A short bio
The Dogs is a Norwegian rock band comprising Kristopher Schau, Mads Martinsen, Roar Nilsen, Kenneth Simonsen, Henrik Odde Gustavsen and Stefan Höglin. The Oslo-based sextet formed in 2011 by releasing a number of limited, handmade 7-inch singles. Their debut album, Set Yourself on Fire and Follow the Smoke, came in the fall of 2013. Since then, The Dogs made their promise of releasing a new album during the first week of January every year.
Little Steven placed The Dogs’ tune «Crime is sexy» at the very top of his list of «The Coolest Songs in the World 2014», and in 2016 the band supported Bruce Springsteen in front of 37.000 fans in Frognerparken, Oslo.
The Dogs have come to a crossroads.
The Dogs have come to a crossroads. A band originally created out of lead singer and songwriter Kristopher Schau’s unshakeable sense of urgency, the Norwegian six-piece have gradually ramped up their commitment to each other and their music. In 2018, they will release their sixth studio album, The Grief Manual, ahead of their busiest ever year. And they have all been given a simple choice: keep up or get out.
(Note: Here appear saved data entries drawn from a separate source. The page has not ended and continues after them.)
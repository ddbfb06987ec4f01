//! Listing filters, allow-listed sort keys and pagination.

use crate::error::{BookingError, Result, ValidationErrors};
use crate::types::{Booking, BookingKind, BookingStatus, PaymentStatus};
use serde::{Deserialize, Serialize};
use std::cmp::Ordering;
use std::str::FromStr;

/// Default page size.
pub const DEFAULT_LIMIT: u32 = 50;

/// Largest page size a caller may ask for.
pub const MAX_LIMIT: u32 = 200;

/// Columns a listing may be ordered by. Nothing else reaches an `ORDER BY`.
#[derive(Clone, Copy, Debug, Default, PartialEq, Eq, Serialize, Deserialize)]
#[serde(rename_all = "snake_case")]
pub enum SortKey {
    /// Booking id
    Id,
    /// Creation time
    #[default]
    CreatedAt,
    /// Last update time
    UpdatedAt,
    /// Customer name
    CustomerName,
    /// Lifecycle status
    Status,
}

impl SortKey {
    /// Column the key maps to.
    #[must_use]
    pub const fn column(self) -> &'static str {
        match self {
            Self::Id => "id",
            Self::CreatedAt => "created_at",
            Self::UpdatedAt => "updated_at",
            Self::CustomerName => "customer_name",
            Self::Status => "status",
        }
    }
}

impl FromStr for SortKey {
    type Err = BookingError;

    fn from_str(s: &str) -> Result<Self> {
        match s {
            "id" => Ok(Self::Id),
            "created_at" | "createdAt" => Ok(Self::CreatedAt),
            "updated_at" | "updatedAt" => Ok(Self::UpdatedAt),
            "customer_name" | "customerName" => Ok(Self::CustomerName),
            "status" => Ok(Self::Status),
            other => Err(BookingError::invalid(
                "sort",
                format!("'{other}' is not a sortable column"),
            )),
        }
    }
}

/// Sort direction.
#[derive(Clone, Copy, Debug, Default, PartialEq, Eq, Serialize, Deserialize)]
#[serde(rename_all = "lowercase")]
pub enum SortOrder {
    /// Smallest first
    Asc,
    /// Largest first
    #[default]
    Desc,
}

impl SortOrder {
    /// SQL keyword
    #[must_use]
    pub const fn keyword(self) -> &'static str {
        match self {
            Self::Asc => "ASC",
            Self::Desc => "DESC",
        }
    }
}

impl FromStr for SortOrder {
    type Err = BookingError;

    fn from_str(s: &str) -> Result<Self> {
        match s.to_ascii_lowercase().as_str() {
            "asc" => Ok(Self::Asc),
            "desc" => Ok(Self::Desc),
            other => Err(BookingError::invalid(
                "order",
                format!("'{other}' is not asc or desc"),
            )),
        }
    }
}

/// Filters for listing one event's bookings.
#[derive(Clone, Debug, Default, PartialEq, Eq, Serialize, Deserialize)]
#[serde(default)]
pub struct BookingQuery {
    /// Only this status
    pub status: Option<BookingStatus>,
    /// Only this type
    pub kind: Option<BookingKind>,
    /// Only this payment status
    pub payment_status: Option<PaymentStatus>,
    /// Case-insensitive match on customer name, email or confirmation code
    pub search: Option<String>,
    /// Page size, clamped to `1..=200`
    pub limit: Option<u32>,
    /// Rows to skip
    pub offset: Option<u32>,
    /// Sort key
    pub sort: SortKey,
    /// Sort direction
    pub order: SortOrder,
}

impl BookingQuery {
    /// Page size after clamping.
    #[must_use]
    pub fn limit(&self) -> u32 {
        self.limit.unwrap_or(DEFAULT_LIMIT).clamp(1, MAX_LIMIT)
    }

    /// Rows to skip
    #[must_use]
    pub fn offset(&self) -> u32 {
        self.offset.unwrap_or(0)
    }

    /// Trimmed, non-empty search term.
    #[must_use]
    pub fn search_term(&self) -> Option<&str> {
        self.search.as_deref().map(str::trim).filter(|s| !s.is_empty())
    }

    /// Rejects malformed filter values.
    ///
    /// # Errors
    ///
    /// Returns a validation error naming every bad field.
    pub fn validate(&self) -> Result<()> {
        let mut errors = ValidationErrors::new();
        if self.limit == Some(0) {
            errors.add("limit", "must be at least 1");
        }
        if self.search.as_ref().is_some_and(|s| s.len() > 200) {
            errors.add("search", "must be at most 200 characters");
        }
        errors.into_result()
    }

    /// Whether `booking` passes every filter.
    #[must_use]
    pub fn matches(&self, booking: &Booking) -> bool {
        if self.status.is_some_and(|s| s != booking.status)
            || self.kind.is_some_and(|k| k != booking.kind)
            || self.payment_status.is_some_and(|p| p != booking.payment_status)
        {
            return false;
        }
        self.search_term().is_none_or(|term| {
            let term = term.to_lowercase();
            booking.customer.name.to_lowercase().contains(&term)
                || booking.customer.email.to_lowercase().contains(&term)
                || booking
                    .confirmation_code
                    .as_str()
                    .to_lowercase()
                    .contains(&term)
        })
    }

    /// Orders `a` and `b` by the sort key and direction, ties broken by id.
    #[must_use]
    pub fn compare(&self, a: &Booking, b: &Booking) -> Ordering {
        let ordering = match self.sort {
            SortKey::Id => a.id.cmp(&b.id),
            SortKey::CreatedAt => a.created_at.cmp(&b.created_at),
            SortKey::UpdatedAt => a.updated_at.cmp(&b.updated_at),
            SortKey::CustomerName => a.customer.name.cmp(&b.customer.name),
            SortKey::Status => a.status.as_str().cmp(b.status.as_str()),
        }
        .then_with(|| a.id.cmp(&b.id));

        match self.order {
            SortOrder::Asc => ordering,
            SortOrder::Desc => ordering.reverse(),
        }
    }
}

/// One page of results.
#[derive(Clone, Debug, PartialEq, Serialize)]
pub struct Page<T> {
    /// Rows on this page
    pub items: Vec<T>,
    /// Rows matching the filters across all pages
    pub total: u64,
    /// Page size used
    pub limit: u32,
    /// Rows skipped
    pub offset: u32,
}

#[cfg(test)]
#[allow(clippy::unwrap_used)] // Test code
mod tests {
    use super::*;

    #[test]
    fn test_unknown_sort_key_is_validation_error() {
        let err = "customer_name; DROP TABLE bookings".parse::<SortKey>().unwrap_err();
        assert_eq!(err.kind(), crate::error::ErrorKind::Validation);
        assert_eq!("customerName".parse::<SortKey>().ok(), Some(SortKey::CustomerName));
    }

    #[test]
    fn test_limit_is_clamped() {
        let mut query = BookingQuery::default();
        assert_eq!(query.limit(), DEFAULT_LIMIT);
        query.limit = Some(10_000);
        assert_eq!(query.limit(), MAX_LIMIT);
        query.limit = Some(0);
        assert!(query.validate().is_err());
    }
}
“Everybody has agreed that we’re going to take a chance – if you can’t take the amount of work that needs to be done, then you’ll have to leave. And that includes me as well. I’ve told them, ‘If I slack, get another guy’, because I want the band to continue,’” Schau says. “But I’m not slacking, I’m staying forever,” he adds. Nobody is resting on their laurels. “We’re still scared that something is going to happen, so we have to save money for our next album, at least for now.”
There have been few changes in the band’s – and Schau’s – methods since they began, back in 2012. They still get together around the same time every year to record an album over a week or so. They still release the fruit of this labour on the first Monday of every January. And they still spend the year playing a shed-load of shows across Norway and Europe.
The Grief Manual is everything you’d expect from The Dogs. Intense, flat-out rock ‘n’ roll, with Schau’s raspy and often angry voice leading it all. There are a handful of anthemic, straight-up classic garage rock moments, like in the rough-and-ready call-to-arms that is ‘We Won’t Come Back’ or the hundred-miles-an-hour romp of ‘The Children He Loves The Least’.
But there are a few novel touches, this time. Dogs fan and singer Jorun Stiansen appears as a guest vocalist on the punky ‘Prelude To Murder’. (“We thought, yeah, why not her? She won Norwegian Idol and she probably still sings! So she came in.”) The album was finished so soon that they even had time to add in strings (arranged by bassist Roar Nilsen) to the mournful ‘Her Last Song’.
Is there any useful advice to be found in The Grief Manual? “Nope. We only present the problems. We have no answers whatsoever,” Schau says. The themes are reflected in some less-than-cheery song names, too.
This pessimism is even more deep-rooted in the lyrics, with a large helping of nihilistic tendencies. “Dearest friend, I know I’ve made you up / But you’re the only one I’ve got” Schau sings on ‘Hindsight’. Or, stronger still “Give up on hope / Give up on your dreams / There’s less to the sky than meets the eye / We work and we sleep and we fuck and we die”.
“I think these are the most negative lyrics so far. There’s not a glimmer of hope on this one. When the album title came up it sort of made everything worse,” says Schau.
If it’s not anger, it’s sadness, like in the morose ‘Her Last Song’, where Schau sings “She’s not afraid of dying / Everything she loved is gone / Her only left connection to life is a forgotten song” and almost croons “There will never be another you and me” in the song’s chorus.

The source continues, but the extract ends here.